Интересно отметить, что дореволюционные издатели Квитки единодушно вычеркнули этот роман из его творческой биографии. В отличие от "Пана Халявского", он не только не выходил отдельными изданиями, но и не включался в собрания сочинений: после первой публикации он был "забыт" на 90 лет и лишь в 1931 г. стал доступен читателю и впервые подвергся текстологическому и научному анализу усилиями видного украиноведа И. Я. Айзенштока.
Глава пятая
Историк Украины, историк Харькова
В творческой биографии Квитки не трудно указать множество произведений, в которых он выступал как писатель, значительно количество и таких, которые принадлежат перу историка. Но особого внимания заслуживают те, надо сказать, нередкие случаи, когда, обращаясь к изображению исторических событий и лиц и сохраняя достоверность в изображении прошлого, максимально ограничивая или даже отказываясь от элементов творческого вымысла, он в полной мере оставался писателем. Именно такой является повесть "Головатый", опубликованная в 1839 г. в шестом томе "Отечественных записок" и снабженная там скромным подзаголовком "Материал для истории Малороссии".

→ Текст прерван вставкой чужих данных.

//! Idle strategies for threads waiting on non-blocking operations.
//!
//! A strategy is told how much work the last duty cycle did. Work resets it
//! to the cheapest wait; consecutive empty cycles escalate it from
//! busy-spinning to yielding to parking with a doubling park period.

use std::hint;
use std::thread;
use std::time::Duration;

use crate::config::IdleConfig;

/// What a thread does between attempts of a non-blocking operation.
pub trait IdleStrategy: Send {
    /// Idle once, given the amount of work the last duty cycle performed.
    ///
    /// `work_count > 0` resets the strategy instead of idling.
    fn idle_with(&mut self, work_count: usize) {
        if work_count > 0 {
            self.reset();
        } else {
            self.idle();
        }
    }

    /// Idle once, escalating if called repeatedly without a reset.
    fn idle(&mut self);

    /// Idle once without waiting longer than `limit`.
    fn idle_at_most(&mut self, limit: Duration) {
        let _ = limit;
        self.idle();
    }

    /// Return to the cheapest wait.
    fn reset(&mut self);
}

/// Escalation phase of a [`BackoffIdleStrategy`].
#[derive(Clone, Copy, Debug, PartialEq, Eq)]
pub enum BackoffPhase {
    NotIdle,
    Spinning,
    Yielding,
    Parking,
}

/// Spin, then yield, then park with exponential backoff.
#[derive(Debug, Clone)]
pub struct BackoffIdleStrategy {
    max_spins: u64,
    max_yields: u64,
    min_park: Duration,
    max_park: Duration,
    phase: BackoffPhase,
    spins: u64,
    yields: u64,
    park_period: Duration,
}

impl BackoffIdleStrategy {
    pub const DEFAULT_MAX_SPINS: u64 = 10;
    pub const DEFAULT_MAX_YIELDS: u64 = 5;
    pub const DEFAULT_MIN_PARK: Duration = Duration::from_micros(1);
    pub const DEFAULT_MAX_PARK: Duration = Duration::from_millis(1);

    pub fn new(max_spins: u64, max_yields: u64, min_park: Duration, max_park: Duration) -> Self {
        let min_park = min_park.max(Duration::from_nanos(1));
        let max_park = max_park.max(min_park);
        BackoffIdleStrategy {
            max_spins,
            max_yields,
            min_park,
            max_park,
            phase: BackoffPhase::NotIdle,
            spins: 0,
            yields: 0,
            park_period: min_park,
        }
    }

    pub fn from_config(config: &IdleConfig) -> Self {
        Self::new(
            config.max_spins,
            config.max_yields,
            Duration::from_nanos(config.min_park_ns),
            Duration::from_nanos(config.max_park_ns),
        )
    }

    /// Current escalation phase.
    pub fn phase(&self) -> BackoffPhase {
        self.phase
    }

    /// Park period the next parking idle will use.
    pub fn park_period(&self) -> Duration {
        self.park_period
    }

    /// Advance the escalation state and return how long to park, if at all.
    fn advance(&mut self) -> Option<Duration> {
        match self.phase {
            BackoffPhase::NotIdle => {
                self.phase = BackoffPhase::Spinning;
                self.spins = 1;
                hint::spin_loop();
                None
            }
            BackoffPhase::Spinning => {
                hint::spin_loop();
                self.spins += 1;
                if self.spins > self.max_spins {
                    self.phase = BackoffPhase::Yielding;
                    self.yields = 0;
                }
                None
            }
            BackoffPhase::Yielding => {
                self.yields += 1;
                if self.yields > self.max_yields {
                    self.phase = BackoffPhase::Parking;
                    self.park_period = self.min_park;
                } else {
                    thread::yield_now();
                }
                None
            }
            BackoffPhase::Parking => {
                let period = self.park_period;
                self.park_period = (self.park_period * 2).min(self.max_park);
                Some(period)
            }
        }
    }
}

impl Default for BackoffIdleStrategy {
    fn default() -> Self {
        Self::new(
            Self::DEFAULT_MAX_SPINS,
            Self::DEFAULT_MAX_YIELDS,
            Self::DEFAULT_MIN_PARK,
            Self::DEFAULT_MAX_PARK,
        )
    }
}

impl IdleStrategy for BackoffIdleStrategy {
    fn idle(&mut self) {
        if let Some(period) = self.advance() {
            thread::sleep(period);
        }
    }

    fn idle_at_most(&mut self, limit: Duration) {
        if let Some(period) = self.advance() {
            let period = period.min(limit);
            if !period.is_zero() {
                thread::sleep(period);
            }
        }
    }

    fn reset(&mut self) {
        self.phase = BackoffPhase::NotIdle;
        self.spins = 0;
        self.yields = 0;
        self.park_period = self.min_park;
    }
}

/// Always spin. Lowest latency, burns a core.
#[derive(Debug, Clone, Copy, Default)]
pub struct BusySpinIdleStrategy;

impl IdleStrategy for BusySpinIdleStrategy {
    fn idle(&mut self) {
        hint::spin_loop();
    }

    fn reset(&mut self) {}
}

/// Always sleep a fixed period.
#[derive(Debug, Clone, Copy)]
pub struct SleepingIdleStrategy {
    period: Duration,
}

impl SleepingIdleStrategy {
    pub fn new(period: Duration) -> Self {
        SleepingIdleStrategy { period }
    }
}

impl IdleStrategy for SleepingIdleStrategy {
    fn idle(&mut self) {
        thread::sleep(self.period);
    }

    fn idle_at_most(&mut self, limit: Duration) {
        let period = self.period.min(limit);
        if !period.is_zero() {
            thread::sleep(period);
        }
    }

    fn reset(&mut self) {}
}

Явившаяся результатом тщательного исследования исторических источников, имеющая несомненную и прямо демонстрируемую автором мемуарную основу, она представляет собой именно художественное произведение, в центре которого – полноценный, разносторонне и мастерски выписанный художественный образ, и жанровое определение его как повести, на наш взгляд, больше соответствует его литературной сущности, чем, например, "очерк" или "статья", как определял "Головатого" высоко оценивший эту вещь Белинский.